── Records ──

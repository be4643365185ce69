use crate::{
    catalog::{Catalog, ColumnKind},
    error::{EngineError, ErrorOrigin},
    schema::TableFacts,
};
use serde::{Deserialize, Serialize};

///
/// OnDelete
///
/// Foreign-key delete action as reported by the database catalog.
///

#[derive(Clone, Copy, Debug, Deserialize, Eq, PartialEq, Serialize)]
pub enum OnDelete {
    NoAction,
    Restrict,
    SetNull,
    SetDefault,
    Cascade,
}

impl OnDelete {
    /// Parse the action text from `PRAGMA foreign_key_list`.
    #[must_use]
    pub fn parse(text: &str) -> Self {
        match text.to_ascii_uppercase().as_str() {
            "CASCADE" => Self::Cascade,
            "RESTRICT" => Self::Restrict,
            "SET NULL" => Self::SetNull,
            "SET DEFAULT" => Self::SetDefault,
            _ => Self::NoAction,
        }
    }

    #[must_use]
    pub const fn is_cascade(self) -> bool {
        matches!(self, Self::Cascade)
    }
}

///
/// ForeignKeyEdge
///
/// One single-column foreign-key constraint. Discovered, never mutated,
/// cached for the run. Composite-key constraints are not modeled.
///

#[derive(Clone, Debug, Deserialize, Eq, PartialEq, Serialize)]
pub struct ForeignKeyEdge {
    pub source_table: String,
    pub source_column: String,
    pub target_table: String,
    pub target_column: String,
    pub on_delete: OnDelete,
}

///
/// RelationKind
///
/// How a referring edge is mutated when its target ids move: update in
/// place (many-to-one) or merge join rows (many-to-many).
///

#[derive(Clone, Debug, Eq, PartialEq)]
pub enum RelationKind {
    ManyToOne,
    ManyToMany { other_column: String },
}

/// Classify a referring edge for the duplicate collapser.
///
/// Fallback order: explicit many-to-many declaration from the catalog, then
/// the no-id/two-column/cascade heuristic, then the catalog's column-kind
/// lookup. Finding neither is a hard error, never a silent default.
pub(crate) fn classify_edge(
    facts: &TableFacts,
    catalog: &dyn Catalog,
    edge: &ForeignKeyEdge,
) -> Result<RelationKind, EngineError> {
    let others = facts.column_names(&[edge.source_column.as_str()]);

    let join_partner = |others: &[String]| -> Result<String, EngineError> {
        match others {
            [other] => Ok(other.clone()),
            _ => Err(EngineError::invariant(
                ErrorOrigin::Collapse,
                format!(
                    "join table '{}' must have exactly two columns, found {}",
                    edge.source_table,
                    others.len() + 1
                ),
            )),
        }
    };

    if catalog.declared_many_to_many(&edge.source_table) {
        return Ok(RelationKind::ManyToMany {
            other_column: join_partner(&others)?,
        });
    }

    if !facts.has_id && others.len() == 1 && edge.on_delete.is_cascade() {
        return Ok(RelationKind::ManyToMany {
            other_column: others[0].clone(),
        });
    }

    match catalog.column_kind(&edge.source_table, &edge.source_column) {
        Some(ColumnKind::ManyToOne) => Ok(RelationKind::ManyToOne),
        Some(ColumnKind::ManyToMany) => Ok(RelationKind::ManyToMany {
            other_column: join_partner(&others)?,
        }),
        None => Err(EngineError::invariant(
            ErrorOrigin::Collapse,
            format!(
                "cannot determine whether column '{}' of table '{}' is many-to-one or many-to-many",
                edge.source_column, edge.source_table
            ),
        )),
    }
}

#[cfg(test)]
mod tests {
    use super::*;
    use crate::{catalog::MemoryCatalog, schema::ColumnFacts};

    fn facts(name: &str, has_id: bool, columns: &[&str]) -> TableFacts {
        TableFacts {
            name: name.to_owned(),
            columns: columns
                .iter()
                .map(|c| ColumnFacts {
                    name: (*c).to_owned(),
                    declared_type: "INTEGER".to_owned(),
                    updatable: true,
                })
                .collect(),
            has_id,
            foreign_keys: Vec::new(),
            unique_indexes: Vec::new(),
        }
    }

    fn edge(table: &str, column: &str, on_delete: OnDelete) -> ForeignKeyEdge {
        ForeignKeyEdge {
            source_table: table.to_owned(),
            source_column: column.to_owned(),
            target_table: "tag".to_owned(),
            target_column: "id".to_owned(),
            on_delete,
        }
    }

    #[test]
    fn cascade_two_column_table_without_id_is_many_to_many() {
        let catalog = MemoryCatalog::default();
        let kind = classify_edge(
            &facts("partner_tag", false, &["partner_id", "tag_id"]),
            &catalog,
            &edge("partner_tag", "tag_id", OnDelete::Cascade),
        )
        .expect("heuristic should classify the join table");
        assert_eq!(
            kind,
            RelationKind::ManyToMany {
                other_column: "partner_id".to_owned()
            }
        );
    }

    #[test]
    fn declared_many_to_many_wins_over_heuristic() {
        let mut catalog = MemoryCatalog::default();
        catalog.declare_many_to_many("partner_tag");
        // restrict action would fail the heuristic; the declaration decides
        let kind = classify_edge(
            &facts("partner_tag", false, &["partner_id", "tag_id"]),
            &catalog,
            &edge("partner_tag", "tag_id", OnDelete::Restrict),
        )
        .expect("declared m2m should classify");
        assert!(matches!(kind, RelationKind::ManyToMany { .. }));
    }

    #[test]
    fn catalog_hint_resolves_plain_tables() {
        let mut catalog = MemoryCatalog::default();
        catalog.hint_column("task", "tag_id", ColumnKind::ManyToOne);
        let kind = classify_edge(
            &facts("task", true, &["id", "name", "tag_id"]),
            &catalog,
            &edge("task", "tag_id", OnDelete::SetNull),
        )
        .expect("hinted column should classify");
        assert_eq!(kind, RelationKind::ManyToOne);
    }

    #[test]
    fn unclassifiable_edge_is_a_hard_error() {
        let catalog = MemoryCatalog::default();
        let err = classify_edge(
            &facts("task", true, &["id", "name", "tag_id"]),
            &catalog,
            &edge("task", "tag_id", OnDelete::NoAction),
        )
        .expect_err("classifier must never fall back silently");
        assert!(err.is_invariant_violation(), "{err:?}");
    }

    #[test]
    fn on_delete_parses_pragma_action_text() {
        assert_eq!(OnDelete::parse("CASCADE"), OnDelete::Cascade);
        assert_eq!(OnDelete::parse("set null"), OnDelete::SetNull);
        assert_eq!(OnDelete::parse("NO ACTION"), OnDelete::NoAction);
        assert_eq!(OnDelete::parse(""), OnDelete::NoAction);
    }
}
mod fixtures;

use fixtures::fixture;
use regraft_core::error::ErrorClass;

#[test]
fn case_insensitive_tag_duplicates_collapse_onto_the_lowest_id() {
    let fx = fixture();
    fx.exec(
        "INSERT INTO tag (id, name) VALUES (1, 'A'), (2, 'a'), (3, 'B');
         INSERT INTO partner (id, name) VALUES (7, 'p'), (8, 'q');
         INSERT INTO partner_tag (partner_id, tag_id) VALUES
             (7, 1),
             (7, 2),
             (8, 2);
         INSERT INTO task (id, name, tag_id) VALUES (1, 't1', 2), (2, 't2', 3);
         INSERT INTO external_name (name, entity, res_id) VALUES
             ('base.tag_a_upper', 'tag', 1),
             ('base.tag_a_lower', 'tag', 2);",
    );

    fx.session
        .collapse("tag", "lower(name)", "id")
        .expect("collapse should succeed");

    assert_eq!(
        fx.ids("SELECT id FROM tag ORDER BY id"),
        vec![1, 3],
        "row 2 merges into survivor 1, row 3 is untouched"
    );
    assert_eq!(
        fx.ids("SELECT partner_id FROM partner_tag WHERE tag_id = 1 ORDER BY partner_id"),
        vec![7, 8],
        "links of the duplicate land on the survivor without duplicate pairs"
    );
    assert_eq!(
        fx.count("SELECT count(*) FROM partner_tag"),
        2,
        "no duplicate (partner, tag) pair may remain"
    );
    assert_eq!(
        fx.ids("SELECT tag_id FROM task ORDER BY id"),
        vec![1, 3],
        "many-to-one referrers are updated in place"
    );
    assert_eq!(
        fx.ids("SELECT res_id FROM external_name WHERE entity = 'tag' ORDER BY name"),
        vec![1, 1],
        "registry pointers of the duplicates follow the survivor"
    );
}

#[test]
fn collapsing_twice_is_idempotent() {
    let fx = fixture();
    fx.exec(
        "INSERT INTO tag (id, name) VALUES (1, 'x'), (2, 'X');
         INSERT INTO partner (id, name) VALUES (7, 'p');
         INSERT INTO partner_tag (partner_id, tag_id) VALUES (7, 1), (7, 2);",
    );

    fx.session
        .collapse("tag", "lower(name)", "id")
        .expect("first collapse");
    let snapshot = fx.snapshot("partner_tag");

    fx.session
        .collapse("tag", "lower(name)", "id")
        .expect("second collapse is a no-op");
    assert_eq!(
        fx.snapshot("partner_tag"),
        snapshot,
        "a collapsed table must be a fixed point"
    );
    assert_eq!(fx.ids("SELECT id FROM tag"), vec![1]);
}

#[test]
fn entity_without_referrers_is_refused() {
    let fx = fixture();
    fx.exec("INSERT INTO orphan (id, name) VALUES (1, 'x'), (2, 'x')");

    let err = fx
        .session
        .collapse("orphan", "name", "id")
        .expect_err("collapsing an unreferenced entity is API misuse");
    assert_eq!(err.class, ErrorClass::InvariantViolation, "{err:?}");
    assert_eq!(
        fx.count("SELECT count(*) FROM orphan"),
        2,
        "a refused collapse must not touch rows"
    );
}

#[test]
fn no_duplicates_means_no_work() {
    let fx = fixture();
    fx.exec("INSERT INTO tag (id, name) VALUES (1, 'a'), (2, 'b')");

    fx.session
        .collapse("tag", "lower(name)", "id")
        .expect("unique keys collapse to nothing");
    assert_eq!(fx.ids("SELECT id FROM tag ORDER BY id"), vec![1, 2]);
}

#[test]
fn order_key_picks_the_survivor_within_a_group() {
    let fx = fixture();
    // name order prefers the CamelCase spelling even on a higher id
    fx.exec(
        "INSERT INTO tag (id, name) VALUES (1, 'alpha'), (2, 'Alpha');
         INSERT INTO partner (id, name) VALUES (7, 'p');
         INSERT INTO partner_tag (partner_id, tag_id) VALUES (7, 1);",
    );

    fx.session
        .collapse("tag", "lower(name)", "name")
        .expect("collapse ordered by name");

    assert_eq!(
        fx.ids("SELECT id FROM tag"),
        vec![2],
        "'Alpha' sorts before 'alpha' and survives"
    );
    assert_eq!(fx.ids("SELECT tag_id FROM partner_tag"), vec![2]);
}
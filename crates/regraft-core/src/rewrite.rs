//! Reference rewriting.
//!
//! Given an old → new id mapping for one entity, propagate the remap
//! through every direct foreign key, join table, polymorphic site, and
//! encoded reference. Join-table rows are deduplicated; unique-index
//! conflicts are resolved by deleting the losing row.

use crate::{
    error::{EngineError, ErrorOrigin, SqlResultExt},
    mapping::{self, ID_MAP_TABLE, IdMapping},
    schema::TableFacts,
    session::{DbConnection, MigrationSession},
    sql::{Ident, RangeTemplate},
};
use rusqlite::{params_from_iter, types::Value};
use std::collections::BTreeSet;
use tracing::{debug, info, warn};

const ORIGIN: ErrorOrigin = ErrorOrigin::Rewrite;

///
/// Rewrite
///
/// One rewrite request. `dest` defaults to the source entity; ignored
/// tables are exempt from every pass.
///

#[derive(Clone, Debug)]
pub struct Rewrite<'a> {
    pub(crate) mapping: &'a IdMapping,
    pub(crate) source: &'a str,
    pub(crate) dest: &'a str,
    pub(crate) ignore_tables: BTreeSet<String>,
    pub(crate) replace_external_names: bool,
}

impl<'a> Rewrite<'a> {
    #[must_use]
    pub fn new(mapping: &'a IdMapping, source: &'a str) -> Self {
        Self {
            mapping,
            source,
            dest: source,
            ignore_tables: BTreeSet::new(),
            replace_external_names: true,
        }
    }

    /// Retarget references to a different destination entity.
    #[must_use]
    pub fn into_entity(mut self, dest: &'a str) -> Self {
        self.dest = dest;
        self
    }

    /// Exempt a table from all rewrite passes.
    #[must_use]
    pub fn ignore_table(mut self, table: impl Into<String>) -> Self {
        self.ignore_tables.insert(table.into());
        self
    }

    /// Leave the external-name registry untouched.
    #[must_use]
    pub const fn keep_external_names(mut self) -> Self {
        self.replace_external_names = false;
        self
    }

    #[must_use]
    pub(crate) fn is_cross_entity(&self) -> bool {
        self.source != self.dest
    }
}
use crate::{
    catalog::Catalog,
    collapse::CollapseExecutor,
    config::EngineConfig,
    error::{EngineError, ErrorOrigin, SqlResultExt},
    exec::BatchExecutor,
    polyref::ReferenceLocator,
    registry::NameRegistry,
    remove::RemoveExecutor,
    rewrite::{Rewrite, RewriteExecutor},
    schema::SchemaCache,
    sql::{Ident, SqlExpr},
};
use r2d2::{Pool, PooledConnection};
use r2d2_sqlite::SqliteConnectionManager;
use std::{path::Path, sync::Arc, time::Duration};

pub type DbPool = Pool<SqliteConnectionManager>;
pub type DbConnection = PooledConnection<SqliteConnectionManager>;

/// Open a pool suitable for partitioned migration work: WAL journaling so
/// worker connections read consistently, foreign keys enforced, and a busy
/// timeout long enough for partition writers to serialize.
pub fn open_pool(path: &Path, max_size: u32) -> Result<DbPool, EngineError> {
    let manager = SqliteConnectionManager::file(path).with_init(|conn| {
        conn.busy_timeout(Duration::from_secs(30))?;
        conn.execute_batch("PRAGMA foreign_keys = ON;")?;
        let _mode: String = conn.query_row("PRAGMA journal_mode = WAL", [], |row| row.get(0))?;
        Ok(())
    });
    Pool::builder()
        .max_size(max_size)
        .build(manager)
        .at(ErrorOrigin::Session)
}

///
/// MigrationSession
///
/// A handle for one migration run: the connection pool, the external
/// collaborators, and the run-scoped schema caches. Entry point for
/// `rewrite`, `remove`, and `collapse`.
///

pub struct MigrationSession {
    pool: DbPool,
    config: EngineConfig,
    catalog: Arc<dyn Catalog>,
    registry: Option<Arc<dyn NameRegistry>>,
    schema: SchemaCache,
    locator: ReferenceLocator,
}

impl MigrationSession {
    #[must_use]
    pub fn new(pool: DbPool, catalog: Arc<dyn Catalog>, config: EngineConfig) -> Self {
        Self {
            pool,
            config,
            catalog,
            registry: None,
            schema: SchemaCache::new(),
            locator: ReferenceLocator::new(),
        }
    }

    /// Convenience constructor: open a pool on `path` sized for the
    /// configured worker count.
    pub fn open(
        path: &Path,
        catalog: Arc<dyn Catalog>,
        config: EngineConfig,
    ) -> Result<Self, EngineError> {
        let size = u32::try_from(config.max_workers).unwrap_or(8) + 2;
        let pool = open_pool(path, size)?;
        Ok(Self::new(pool, catalog, config))
    }

    #[must_use]
    pub fn with_registry(mut self, registry: Arc<dyn NameRegistry>) -> Self {
        self.registry = Some(registry);
        self
    }

    #[must_use]
    pub const fn config(&self) -> &EngineConfig {
        &self.config
    }

    #[must_use]
    pub const fn schema(&self) -> &SchemaCache {
        &self.schema
    }

    /// The partitioned batch-execution facility, usable directly by
    /// migration steps for their own table-wide statements.
    #[must_use]
    pub const fn batch(&self) -> BatchExecutor<'_> {
        BatchExecutor::new(&self.pool, &self.schema, &self.config)
    }

    /// Propagate an id remap through every reference to the source entity.
    pub fn rewrite(&self, request: Rewrite<'_>) -> Result<(), EngineError> {
        RewriteExecutor::new(self).execute(&request)
    }

    /// Delete records and every dependent reachable through the graph.
    /// Returns the number of rows deleted across all touched entities.
    pub fn remove(&self, entity: &str, ids: &[i64]) -> Result<u64, EngineError> {
        RemoveExecutor::new(self).execute(entity, ids)
    }

    /// Collapse duplicate groups of `entity` (grouped by `uniqueness_key`,
    /// survivor chosen by `order_key`) and redirect all referrers.
    pub fn collapse(
        &self,
        entity: &str,
        uniqueness_key: &str,
        order_key: &str,
    ) -> Result<(), EngineError> {
        let uniq = SqlExpr::new(uniqueness_key)?;
        let order = SqlExpr::new(order_key)?;
        CollapseExecutor::new(self).execute(entity, &uniq, &order)
    }

    pub(crate) fn conn(&self) -> Result<DbConnection, EngineError> {
        self.pool.get().at(ErrorOrigin::Session)
    }

    pub(crate) fn catalog(&self) -> &dyn Catalog {
        self.catalog.as_ref()
    }

    pub(crate) fn registry(&self) -> Option<&dyn NameRegistry> {
        self.registry.as_deref()
    }

    pub(crate) const fn locator(&self) -> &ReferenceLocator {
        &self.locator
    }

    /// Resolve an entity to its validated table identifier.
    pub(crate) fn table_ident_of(
        &self,
        origin: ErrorOrigin,
        entity: &str,
    ) -> Result<Ident, EngineError> {
        let table = self
            .catalog
            .table_of(entity)
            .ok_or_else(|| EngineError::unknown_entity(origin, entity))?;
        Ident::new(&table)
    }
}
//! Core runtime for Regraft: runtime schema discovery, reference
//! rewriting, cascading removal, duplicate collapsing, and the
//! id-range-partitioned batch executor.
//!
//! The engine assumes one ambient database and one connection pool,
//! both supplied by the caller; it opens no transactions of its own.

pub mod catalog;
pub mod config;
pub mod error;
pub mod exec;
pub mod mapping;
pub mod polyref;
pub mod registry;
pub mod rewrite;
pub mod schema;
pub mod session;
pub mod sql;

mod collapse;
mod remove;

///
/// Prelude
///
/// Prelude contains only the vocabulary a migration step needs.
/// No executors, caches, or statement plumbing are re-exported here.
///

pub mod prelude {
    pub use crate::{
        catalog::{Catalog, Delegation, MemoryCatalog, SpecialRemoval},
        config::EngineConfig,
        error::{EngineError, ErrorClass},
        mapping::IdMapping,
        polyref::RefSite,
        registry::{NameRegistry, SqlNameRegistry},
        rewrite::Rewrite,
        session::{MigrationSession, open_pool},
    };
}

───

* _To do_
Find the word "count" in the records and pull out each line that has it.

* _Answer to this problem_
        fx.count("SELECT count(*) FROM partner_tag"),
        fx.count("SELECT count(*) FROM orphan"),
    /// configured worker count.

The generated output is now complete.